Founder, Ronald Sheridan became interested in photography in his childhood in the 1940s. He was given a camera by his uncle on his birthday. He rushed into a street and started to try his new gadget. He took a shot of the scene when a lorry unloaded piles of boxes with eggs inside, and suddenly these boxes collapsed and all the eggs were crushed and scattered onto the pavement. The photo was shown as the day’s news in a local newspaper! This was how he started his photography adventure.
In the 1960s and 70s, based in Beirut, while working as a photojournalist reporting news of wars, Ronald took pictures of historical sites.
Back in London, he founded a photo library named Ronald Sheridan Photo Library, specialising in historical pictures. He continued to embark on a regular series of travels to extend his archive of pictures.
One day he thought about changing the business name to show what his library offers. He talked about this to his brother-in-law. The conversation went on:
“I am wondering if there is any suitable name?”
“What kind of photographs do you sell?”
“Ancient art, and architecture. “
“Ah, there you are, that’s it!”
Since then his library has been called as it is now.

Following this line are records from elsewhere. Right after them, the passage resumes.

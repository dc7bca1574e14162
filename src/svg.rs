//! Vector images.
//!
//! An [`SvgImage`] is parsed once and can then be rasterized any number of times, at any
//! size, into any backend's texture. Widgets keep the vector source around instead of a
//! fixed bitmap so that scaled images stay sharp.
//!
//! Parsing never fails loudly: malformed input produces an image for which
//! [`SvgImage::is_set`] returns `false`. Callers check it and fall back to a placeholder.

use std::path::Path;
use std::sync::Arc;

use resvg::usvg;
use tiny_skia::Pixmap;

use crate::errors::RenderError;
use crate::render::texture::BackendTexture;
use crate::render::types::{rgba_from_pixmap, RgbaImage, Vector2f, Vector2u};

/// Parsed vector image.
#[derive(Clone, Default)]
pub struct SvgImage {
    tree: Option<Arc<usvg::Tree>>,
}

impl std::fmt::Debug for SvgImage {
    fn fmt(&self, f: &mut std::fmt::Formatter<'_>) -> std::fmt::Result {
        f.debug_struct("SvgImage")
            .field("set", &self.is_set())
            .field("size", &self.size())
            .finish()
    }
}

impl SvgImage {
    /// Parses SVG data.
    pub fn from_data(data: &[u8]) -> Self {
        match usvg::Tree::from_data(data, &usvg::Options::default()) {
            Ok(tree) => Self { tree: Some(Arc::new(tree)) },
            Err(e) => {
                log::debug!("svg: cannot parse image: {e}");
                Self::default()
            }
        }
    }

    pub fn from_str(text: &str) -> Self {
        Self::from_data(text.as_bytes())
    }

    /// Reads and parses an SVG file. Unreadable files give an image that is not set.
    pub fn from_file(path: impl AsRef<Path>) -> Self {
        let path = path.as_ref();
        match std::fs::read(path) {
            Ok(data) => Self::from_data(&data),
            Err(e) => {
                log::debug!("svg: cannot read {}: {e}", path.display());
                Self::default()
            }
        }
    }

    /// True when the image was parsed successfully.
    pub fn is_set(&self) -> bool {
        self.tree.is_some()
    }

    /// Width and height declared by the image, `(0, 0)` when not set.
    pub fn size(&self) -> Vector2f {
        match &self.tree {
            Some(tree) => Vector2f::new(tree.size().width(), tree.size().height()),
            None => Vector2f::default(),
        }
    }

    /// Renders the image scaled to exactly `size` pixels. `None` when not set or when
    /// `size` has a zero dimension.
    pub fn rasterize_to_image(&self, size: Vector2u) -> Option<RgbaImage> {
        let pixmap = self.render_pixmap(size)?;
        RgbaImage::from_raw(size.x, size.y, rgba_from_pixmap(&pixmap)).ok()
    }

    fn render_pixmap(&self, size: Vector2u) -> Option<Pixmap> {
        let tree = self.tree.as_ref()?;
        let mut pixmap = Pixmap::new(size.x, size.y)?;

        let natural = tree.size();
        let transform = tiny_skia::Transform::from_scale(
            size.x as f32 / natural.width(),
            size.y as f32 / natural.height(),
        );
        resvg::render(tree, transform, &mut pixmap.as_mut());
        Some(pixmap)
    }

    /// Draws the image into `texture`, which is resized to `size` and fully overwritten.
    /// The texture keeps its smooth flag.
    ///
    /// Does nothing when the image is not set. Fails when `size` has a zero dimension or
    /// when the texture cannot hold `size`.
    pub fn rasterize(&self, texture: &mut dyn BackendTexture, size: Vector2u) -> Result<(), RenderError> {
        if !self.is_set() {
            log::debug!("svg: rasterize called on an image that is not set");
            return Ok(());
        }

        // Let the texture reject the size before anything of that size is rendered.
        let smooth = texture.is_smooth();
        texture.load_texture_only(size, None, smooth)?;

        let image = self.rasterize_to_image(size).ok_or(RenderError::InvalidSize(size))?;
        texture.load_texture_only(size, Some(&image.pixels), smooth)
    }
}

#[cfg(test)]
mod tests {
    use super::*;
    use crate::config::DeviceConfig;
    use crate::render::backend::BackendRenderer;
    use crate::render::backends::headless::HeadlessRenderer;
    use crate::render::backends::software::SoftwareRenderer;
    use std::io::Write;

    const RED_SQUARE: &str = r##"<svg xmlns="http://www.w3.org/2000/svg" width="100" height="100">
        <rect x="0" y="0" width="100" height="100" fill="#ff0000"/>
    </svg>"##;

    const CIRCLE: &str = r##"<svg xmlns="http://www.w3.org/2000/svg" width="40" height="20" viewBox="0 0 40 20">
        <circle cx="10" cy="10" r="8" fill="#0080ff"/>
        <rect x="24" y="4" width="12" height="12" fill="#00ff00" fill-opacity="0.5"/>
    </svg>"##;

    #[test]
    fn malformed_input_is_not_set() {
        crate::logging::init_for_tests();
        let svg = SvgImage::from_str("not-an-svg");
        assert!(!svg.is_set());
        assert_eq!(svg.size(), Vector2f::new(0.0, 0.0));
        assert!(svg.rasterize_to_image(Vector2u::new(4, 4)).is_none());
    }

    #[test]
    fn natural_size_is_read_from_source() {
        let svg = SvgImage::from_str(CIRCLE);
        assert!(svg.is_set());
        assert_eq!(svg.size(), Vector2f::new(40.0, 20.0));
    }

    #[test]
    fn rasterize_resizes_target() {
        let renderer = SoftwareRenderer::new(256);
        let mut tex = renderer.create_texture();
        tex.load_texture_only(Vector2u::new(100, 100), None, true).unwrap();

        let svg = SvgImage::from_str(RED_SQUARE);
        svg.rasterize(tex.as_mut(), Vector2u::new(50, 50)).unwrap();

        assert_eq!(tex.size(), Vector2u::new(50, 50));
        assert!(tex.is_smooth());
        let pixels = tex.read_pixels().unwrap();
        assert_eq!(&pixels[..4], &[255, 0, 0, 255]);
    }

    #[test]
    fn rasterize_is_deterministic() {
        let svg = SvgImage::from_str(CIRCLE);
        let a = svg.rasterize_to_image(Vector2u::new(37, 19)).unwrap();
        let b = svg.rasterize_to_image(Vector2u::new(37, 19)).unwrap();
        assert_eq!(a.pixels, b.pixels);
    }

    #[test]
    fn different_sizes_do_not_contaminate() {
        let renderer = HeadlessRenderer::new(DeviceConfig {
            max_texture_size: 512,
            memory_budget: None,
        });
        let mut tex = renderer.create_texture();
        let svg = SvgImage::from_str(CIRCLE);

        svg.rasterize(tex.as_mut(), Vector2u::new(80, 40)).unwrap();
        assert_eq!(tex.read_pixels().unwrap().len(), 80 * 40 * 4);

        svg.rasterize(tex.as_mut(), Vector2u::new(10, 5)).unwrap();
        assert_eq!(tex.size(), Vector2u::new(10, 5));
        assert_eq!(tex.read_pixels().unwrap().len(), 10 * 5 * 4);
    }

    #[test]
    fn unset_image_leaves_texture_alone() {
        let renderer = SoftwareRenderer::new(64);
        let mut tex = renderer.create_texture();
        tex.load_texture_only(Vector2u::new(3, 3), None, false).unwrap();

        SvgImage::default().rasterize(tex.as_mut(), Vector2u::new(8, 8)).unwrap();
        assert_eq!(tex.size(), Vector2u::new(3, 3));
    }

    #[test]
    fn zero_size_is_rejected() {
        let renderer = SoftwareRenderer::new(64);
        let mut tex = renderer.create_texture();
        let svg = SvgImage::from_str(RED_SQUARE);
        assert_eq!(
            svg.rasterize(tex.as_mut(), Vector2u::new(0, 8)),
            Err(RenderError::InvalidSize(Vector2u::new(0, 8)))
        );
    }

    #[test]
    fn oversized_target_is_rejected_before_rendering() {
        let renderer = SoftwareRenderer::new(64);
        let mut tex = renderer.create_texture();
        tex.load_texture_only(Vector2u::new(3, 3), None, false).unwrap();

        let svg = SvgImage::from_str(RED_SQUARE);
        let huge = Vector2u::new(100_000, 100_000);
        assert_eq!(
            svg.rasterize(tex.as_mut(), huge),
            Err(RenderError::TextureTooLarge { requested: huge, maximum: 64 })
        );
        assert_eq!(tex.size(), Vector2u::new(3, 3));
    }

    #[test]
    fn loads_from_file() {
        let mut file = tempfile::NamedTempFile::new().unwrap();
        file.write_all(RED_SQUARE.as_bytes()).unwrap();

        let svg = SvgImage::from_file(file.path());
        assert!(svg.is_set());
        assert_eq!(svg.size(), Vector2f::new(100.0, 100.0));

        assert!(!SvgImage::from_file(file.path().with_extension("missing")).is_set());
    }
}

In 1995, sadly Ronald died. Haruko, his widow, inspired by his vision and with a large collection of slides and prints, decided to continue the business, together with his dedicated female staff. The library is now run by Haruko as a sole trader, supported by artist/designer Yuca Ishizuka, and two academics, Dr Anne Ward and Dr Dan Williams, who contribute short articles, related to images to make our website interesting.